LLC Wednesdays #11: Part 1 of Luther's Large Catechism, the Ninth and Tenth Commandments


Today is Luther's Large Catechism Wednesdays! Each Wednesday we will be going through a section of Luther's Large Catechism.

LLC WEDNESDAYS #11
THE NINTH AND TENTH COMMANDMENTS
292 You shall not covet your neighbor’s house.
You shall not covet your neighbor’s wife, or his manservant, or his maidservant, or his cattle, or anything that is his.
293 These two commandments are given quite exclusively to the Jewish people. Nevertheless, in part they also apply to us. For they do not interpret them as referring to unchastity or theft. These are forbidden well enough above. They also thought that they had kept all those commands when they had done or not done the external act. Therefore, God has added these two commandments in order that it be considered sinful and forbidden to desire or in any way to aim at getting our neighbor’s wife or possessions. 294 He added them especially because under the Jewish government manservants and maidservants were not free as now to serve for wages as long as they pleased. Jewish servants were their master’s property with their body and all they had, as were cattle and other possessions [Deuteronomy 15:12–18]. 295 Further, every man had power over his wife to put her away publicly by giving her a bill of divorce and to take another [Deuteronomy 24:1–4]. Therefore, they were in constant danger among each other. If one took a fancy to another’s wife, he might declare any reason both to dismiss his own wife and to estrange his neighbor’s wife from him, so that he might get her in a way that appeared right. That was not considered a sin or a disgrace among them, just as it is hardly considered a sin now with hired help, when an owner dismisses his manservant or maidservant or takes another’s servants from him in any way.

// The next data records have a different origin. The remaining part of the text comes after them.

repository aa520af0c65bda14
use std::path::PathBuf;

use serde::{Deserialize, Serialize};

/// User-configurable settings for the domus CLI.
///
/// The ledger location is explicit configuration rather than ambient
/// environment state, so the forecasting core stays testable without any
/// real store.
#[derive(Debug, Clone, Serialize, Deserialize)]
pub struct Config {
    #[serde(skip_serializing_if = "Option::is_none")]
    /// Root directory holding one `<building>.json` ledger file per
    /// building. Defaults to a platform data directory.
    pub data_root: Option<PathBuf>,

    #[serde(default = "Config::default_horizon_months")]
    /// Months forecast past the last observed month.
    pub horizon_months: u32,
}

impl Default for Config {
    fn default() -> Self {
        Self {
            data_root: None,
            horizon_months: Self::default_horizon_months(),
        }
    }
}

impl Config {
    pub fn default_horizon_months() -> u32 {
        6
    }

    /// Resolves the ledger data root, falling back to the platform data
    /// directory.
    pub fn resolve_data_root(&self) -> PathBuf {
        if let Some(path) = &self.data_root {
            return path.clone();
        }

        let base = dirs::data_dir()
            .or_else(dirs::home_dir)
            .unwrap_or_else(|| PathBuf::from("."));

        base.join("domus").join("buildings")
    }
}
//! Command-line surface: argument parsing, wiring, and report printing.

use std::path::PathBuf;

use thiserror::Error;

use domus_config::{ConfigError, ConfigManager};
use domus_core::{CoreError, ForecastService, SystemClock};
use domus_store_json::JsonExpenseStore;

const USAGE: &str = "usage: domus <building-id> [--data-root DIR] [--horizon N]";

#[derive(Debug, Error)]
pub enum CliError {
    #[error("{0}\n{USAGE}")]
    Usage(String),
    #[error(transparent)]
    Config(#[from] ConfigError),
    #[error(transparent)]
    Core(#[from] CoreError),
    #[error("Serialization error: {0}")]
    Serde(#[from] serde_json::Error),
}

#[derive(Debug, Clone, Default)]
pub struct CliArgs {
    pub building_id: String,
    pub data_root: Option<PathBuf>,
    pub horizon: Option<u32>,
}

impl CliArgs {
    pub fn parse(mut args: impl Iterator<Item = String>) -> Result<Self, CliError> {
        let mut parsed = CliArgs::default();

        while let Some(arg) = args.next() {
            match arg.as_str() {
                "--data-root" => {
                    let value = args
                        .next()
                        .ok_or_else(|| CliError::Usage("--data-root needs a directory".into()))?;
                    parsed.data_root = Some(PathBuf::from(value));
                }
                "--horizon" => {
                    let value = args
                        .next()
                        .ok_or_else(|| CliError::Usage("--horizon needs a month count".into()))?;
                    let months = value.parse().map_err(|_| {
                        CliError::Usage(format!("invalid horizon `{value}`, expected months"))
                    })?;
                    parsed.horizon = Some(months);
                }
                flag if flag.starts_with("--") => {
                    return Err(CliError::Usage(format!("unknown option `{flag}`")));
                }
                building if parsed.building_id.is_empty() => {
                    parsed.building_id = building.to_string();
                }
                extra => {
                    return Err(CliError::Usage(format!("unexpected argument `{extra}`")));
                }
            }
        }

        if parsed.building_id.is_empty() {
            return Err(CliError::Usage("missing building identifier".into()));
        }
        Ok(parsed)
    }
}

/// Parses process arguments and prints the forecast report as JSON.
pub fn run_cli() -> Result<(), CliError> {
    let args = CliArgs::parse(std::env::args().skip(1))?;
    run(args)
}

pub fn run(args: CliArgs) -> Result<(), CliError> {
    let config = ConfigManager::default_location()?.load()?;
    let data_root = args
        .data_root
        .unwrap_or_else(|| config.resolve_data_root());
    let horizon = args.horizon.unwrap_or(config.horizon_months);

    tracing::info!(building = %args.building_id, data_root = %data_root.display(), "running forecast");

    let store = JsonExpenseStore::new(data_root)?;
    let report =
        ForecastService::run_with_horizon(&store, &SystemClock, &args.building_id, horizon)?;

    println!("{}", serde_json::to_string_pretty(&report)?);
    Ok(())
}
//! domus-config
//!
//! User preferences and configuration model for the domus CLI.
//! Owns the Config data structure plus disk persistence helpers.

pub mod error;
pub mod manager;
pub mod model;

pub use error::ConfigError;
pub use manager::ConfigManager;
pub use model::Config;
//! Pipeline orchestration: fetch, build series, select, fit, reconcile.

use domus_domain::{ForecastMethod, ForecastReport};

use crate::{
    cold_start::ColdStartEstimator,
    model::{select_model, ModelChoice},
    reconcile_service::ReconcileService,
    seasonal::SeasonalModel,
    series_service::SeriesService,
    store::ExpenseStore,
    time::Clock,
    CoreError,
};

/// Number of months forecast past the last observed training month.
pub const DEFAULT_HORIZON_MONTHS: u32 = 6;

/// Runs the whole forecast for one building: single-threaded, synchronous,
/// no retries, all-or-nothing.
pub struct ForecastService;

impl ForecastService {
    pub fn run(
        store: &dyn ExpenseStore,
        clock: &dyn Clock,
        building_id: &str,
    ) -> Result<ForecastReport, CoreError> {
        Self::run_with_horizon(store, clock, building_id, DEFAULT_HORIZON_MONTHS)
    }

    pub fn run_with_horizon(
        store: &dyn ExpenseStore,
        clock: &dyn Clock,
        building_id: &str,
        horizon: u32,
    ) -> Result<ForecastReport, CoreError> {
        let selector = building_id.trim();
        if selector.is_empty() || selector.eq_ignore_ascii_case("all") {
            return Err(CoreError::Validation(
                "select a single building to analyse".into(),
            ));
        }

        let records = store.expenses_for_building(selector)?;
        let series = SeriesService::build(&records, clock.today())?;
        if series.training.is_empty() {
            return Err(CoreError::NoHistory(
                "every record is excluded from model training".into(),
            ));
        }
        tracing::debug!(
            building = selector,
            training_months = series.training.len(),
            history_months = series.history.len(),
            "built monthly series"
        );

        let (method, forecast) = match select_model(&series.training) {
            ModelChoice::ColdStart => {
                tracing::info!(building = selector, "sparse history, using cold-start estimator");
                (
                    ForecastMethod::ColdStart,
                    ColdStartEstimator::forecast(&series.training, horizon),
                )
            }
            ModelChoice::Seasonal => {
                tracing::info!(building = selector, "fitting seasonal log-normal model");
                let model = SeasonalModel::fit(&series.training)?;
                (ForecastMethod::Seasonal, model.forecast(horizon))
            }
        };

        let data = ReconcileService::merge(&series.history, &forecast);
        Ok(ForecastReport { method, data })
    }
}
use chrono::{DateTime, NaiveDate, Utc};

/// Clock abstracts access to the current timestamp so the pipeline stays
/// deterministic in tests.
pub trait Clock: Send + Sync {
    /// Returns the current UTC timestamp.
    fn now(&self) -> DateTime<Utc>;

    /// Returns the current UTC date. Defaults to `now().date_naive()`.
    fn today(&self) -> NaiveDate {
        self.now().date_naive()
    }
}

/// Clock backed by the system time.
#[derive(Debug, Clone, Copy, Default)]
pub struct SystemClock;

impl Clock for SystemClock {
    fn now(&self) -> DateTime<Utc> {
        Utc::now()
    }
}
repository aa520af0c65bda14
use domus_domain::ExpenseRecord;

use crate::CoreError;

/// Read-only query seam over the external expense ledger.
///
/// The pipeline never writes through this interface; a building unknown to
/// the store yields an empty record set rather than an error.
pub trait ExpenseStore: Send + Sync {
    fn expenses_for_building(&self, building_id: &str) -> Result<Vec<ExpenseRecord>, CoreError>;
}
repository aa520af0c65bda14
use std::io;

use thiserror::Error;

#[derive(Debug, Error)]
pub enum ConfigError {
    #[error("I/O error: {0}")]
    Io(#[from] io::Error),

    #[error("Serialization error: {0}")]
    Serde(String),
}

296 In this way they interpreted these commandments, and that rightly (although the scope of the commandment reaches somewhat farther and higher). No one should consider or intend to get what belongs to another, such as his wife, servants, house and estate, land, meadows, cattle. He should not take them even with a show of right, by a trick, or to his neighbor’s harm. For above, in the Seventh Commandment, the vice is forbidden where one takes for himself the possessions of others or withholds them from his neighbor. A person cannot rightly do these things. But here it is also forbidden for you to alienate anything from your neighbor, even though you could do so with honor in the eyes of the world, so that no one could accuse or blame you as though you had gotten it wrongfully.
297 For our natural instinct is that no one wants to see someone else have as much as himself. Each one acquires as much as he can. 298 The other may do as best he can. Yet we pretend to be godly, know how to dress ourselves up most finely, and conceal our base character. We resort to and invent tricky ways and deceitful works (like those that are now daily and most ingeniously invented). We act as though these ways were derived from the legal codes. In fact, we even dare properly to refer to the law and boast about it. We will not have this called trickery, but shrewdness and caution. 299 Lawyers and jurists assist in this who twist and stretch the law to suit it to their cause. They stress words and use them for a trick, despite fairness or their neighbor’s need. In short, whoever is the most expert and cunning in these affairs finds the most help in the law, as they themselves say, “The laws favor the watchful.”
300 This last commandment, therefore, is given not for cheaters in the eyes of the world. It is for the most pious, who want to be praised and to be called honest and upright people. For they have not offended against the former commandments, as especially the Jewish people claimed to live, and are even now many great noblemen, gentlemen, and princes. For the other common masses belong yet further down, under the Seventh Commandment, as people who are hardly concerned about whether they gain their possessions with honor and right.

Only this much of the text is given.